Children and Adolescents

  • Children and adolescents should complete one hour or more of physical activity daily. A majority of the 60 minutes or more should be either moderate- or vigorous-intensity aerobic physical activity and should include vigorous-intensity physical activity at least three days a week.
  • As part of their 60 or more minutes of daily physical activity, children and adolescents should include muscle- and bone-strengthening physical activity at least three days per week.


  • Adults should do at least 150 minutes (two hours and 30 minutes) a week of moderate-intensity aerobic physical activity or 75 minutes (one hour and 15 minutes) a week of vigorous-intensity aerobic physical activity or an equivalent combination of moderate- and vigorous-intensity aerobic activity. Additional health benefits are gained by engaging in physical activity beyond this amount.
  • All adults should avoid inactivity. Some physical activity is better than none, and adults who participate in any amount of physical activity gain some health benefits.
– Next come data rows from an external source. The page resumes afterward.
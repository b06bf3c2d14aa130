//! Joins per-row outcomes with ingredient statistics into the output tables.

use mfds_model::{
    CandidateRecord, FinalRow, InputRow, OriginalFlag, ProcessOutcome, UnmatchedReason,
    UnmatchedRow,
};
use mfds_normalization::strip_dosage;
use tracing::{info, info_span};

use crate::aggregate::{Aggregates, compute_aggregates};
use crate::options::DEFAULT_NAME_SEPARATOR;

/// Output of the result builder.
#[derive(Debug, Clone)]
pub struct FinalReport {
    /// Exactly one row per input row, in input order.
    pub final_rows: Vec<FinalRow>,
    pub unmatched_rows: Vec<UnmatchedRow>,
    pub aggregates: Aggregates,
}

/// Builds the final and unmatched tables with the default name separator.
pub fn build_final_rows(
    outcomes: &[ProcessOutcome],
    input_rows: &[InputRow],
    pool: &[CandidateRecord],
) -> FinalReport {
    build_final_rows_with(outcomes, input_rows, pool, DEFAULT_NAME_SEPARATOR)
}

/// Builds the final and unmatched tables.
///
/// Outcomes pair with input rows by position. An input row without an
/// outcome is reported as `NO_RESULT`; surplus outcomes are ignored.
pub fn build_final_rows_with(
    outcomes: &[ProcessOutcome],
    input_rows: &[InputRow],
    pool: &[CandidateRecord],
    name_separator: &str,
) -> FinalReport {
    let span = info_span!("build_final_rows", rows = input_rows.len());
    let _guard = span.enter();

    let aggregates = compute_aggregates(outcomes, pool);
    let mut final_rows = Vec::with_capacity(input_rows.len());
    let mut unmatched_rows = Vec::new();

    for (index, row) in input_rows.iter().enumerate() {
        match outcomes.get(index) {
            Some(ProcessOutcome::Matched {
                candidate, quality, ..
            }) => {
                let mut final_row = matched_row(row, candidate, &aggregates, name_separator);
                final_row.match_quality = Some(*quality);
                final_rows.push(final_row);
            }
            Some(ProcessOutcome::Unmatched {
                cleaned_key,
                reason,
                candidate_count,
                ..
            }) => {
                unmatched_rows.push(UnmatchedRow {
                    product: row.product.clone(),
                    cleaned_key: cleaned_key.clone(),
                    reason: *reason,
                    candidate_count: *candidate_count,
                    sequence_tag: row.sequence_tag.clone(),
                });
                final_rows.push(empty_row(row));
            }
            None => {
                unmatched_rows.push(UnmatchedRow {
                    product: row.product.clone(),
                    cleaned_key: String::new(),
                    reason: UnmatchedReason::NoResult,
                    candidate_count: 0,
                    sequence_tag: row.sequence_tag.clone(),
                });
                final_rows.push(empty_row(row));
            }
        }
    }

    info!(
        final_rows = final_rows.len(),
        unmatched_rows = unmatched_rows.len(),
        groups = aggregates.len(),
        "final rows built"
    );

    FinalReport {
        final_rows,
        unmatched_rows,
        aggregates,
    }
}

fn matched_row(
    row: &InputRow,
    candidate: &CandidateRecord,
    aggregates: &Aggregates,
    name_separator: &str,
) -> FinalRow {
    let (original_flag, generic_count, item_name) = match aggregates.group_for(candidate) {
        Some(group) => {
            let flag = if group.is_original(&strip_dosage(&candidate.item_name)) {
                OriginalFlag::Original
            } else {
                OriginalFlag::NotOriginal
            };
            (flag, group.generic_count, group.joined_names(name_separator))
        }
        None => (OriginalFlag::NotOriginal, 0, candidate.item_name.clone()),
    };
    FinalRow {
        product: row.product.clone(),
        original_flag,
        generic_count,
        ingredient: candidate.ingredient.clone(),
        ingredient_eng: candidate.ingredient_eng.clone(),
        item_name,
        sequence_tag: row.sequence_tag.clone(),
        match_quality: None,
    }
}

fn empty_row(row: &InputRow) -> FinalRow {
    FinalRow {
        product: row.product.clone(),
        original_flag: OriginalFlag::NotOriginal,
        generic_count: 0,
        ingredient: String::new(),
        ingredient_eng: String::new(),
        item_name: String::new(),
        sequence_tag: row.sequence_tag.clone(),
        match_quality: None,
    }
}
No Time for Exercise? Try These 10 Tips to Get More:

  1. Plan ahead. Make physical activity a regular part of your daily or weekly schedule by writing it on your calendar. Laying out your workout gear the night before will help you organize yourself and can make physical activity easier the next day.
  2. Walk often. Walk to and from school, before work or after dinner. Walk around your building for a break during the work day or at lunch. Take a walk with a coworker and use the time to brainstorm ideas for new projects.
  3. Grab a friend. Having a fitness buddy will hold you accountable and help you receive the support you need to reach your goals. Gather some like-minded friends and start your own neighborhood walking or running club.
  4. Make it fun. Participate in team sports with a group of friends or try a new recreational activity. The more you enjoy the activities you participate in, the more likely you are to stick with them.
  5. Involve the whole family. Walking, dancing or playing basketball with your family provides many opportunities to be active and is a great way to spend time together. Household chores such as cleaning, vacuuming and yard work will also keep everyone moving.
  6. Every bit counts. Some exercise is better than none! Taking the stairs instead of the elevator, parking farther from the storefront and getting off of the bus a couple of stops early will help you get in an extra few minutes of activity.
  7. Plan an active weekend day trip. Plan activities anyone can enjoy such as a nature hike or a trip to the lake. For more challenging activities, consider outings like a bike tour, rock-climbing or horseback riding.
  8. Sign up for a class. Check out a fitness class such as Zumba, yoga or kickboxing at your local gym or studio. The structure of the class can help you learn a new activity and will keep you on track.
  9. Pick an event and start training for it. Register for a charity walk, a 5K run or even a triathlon!  Having something to work toward can keep you motivated; just make sure that your goal is realistic and something you will have fun working toward.
  10. Split up your activity throughout the day. You don’t have to get all your exercise in at one time. You can achieve your 30-minute daily target by getting in 10 or more minutes at three different points in the day: in the morning, around lunch and in the evening.

Fitness Calendar


  • Bike to School Day (National Center for Safe Routes to School)
  • Global Employee Health and Fitness Month (National Association for Health and Fitness)
  • National Physical Fitness and Sports Month (President’s Council on Fitness, Sports and Nutrition)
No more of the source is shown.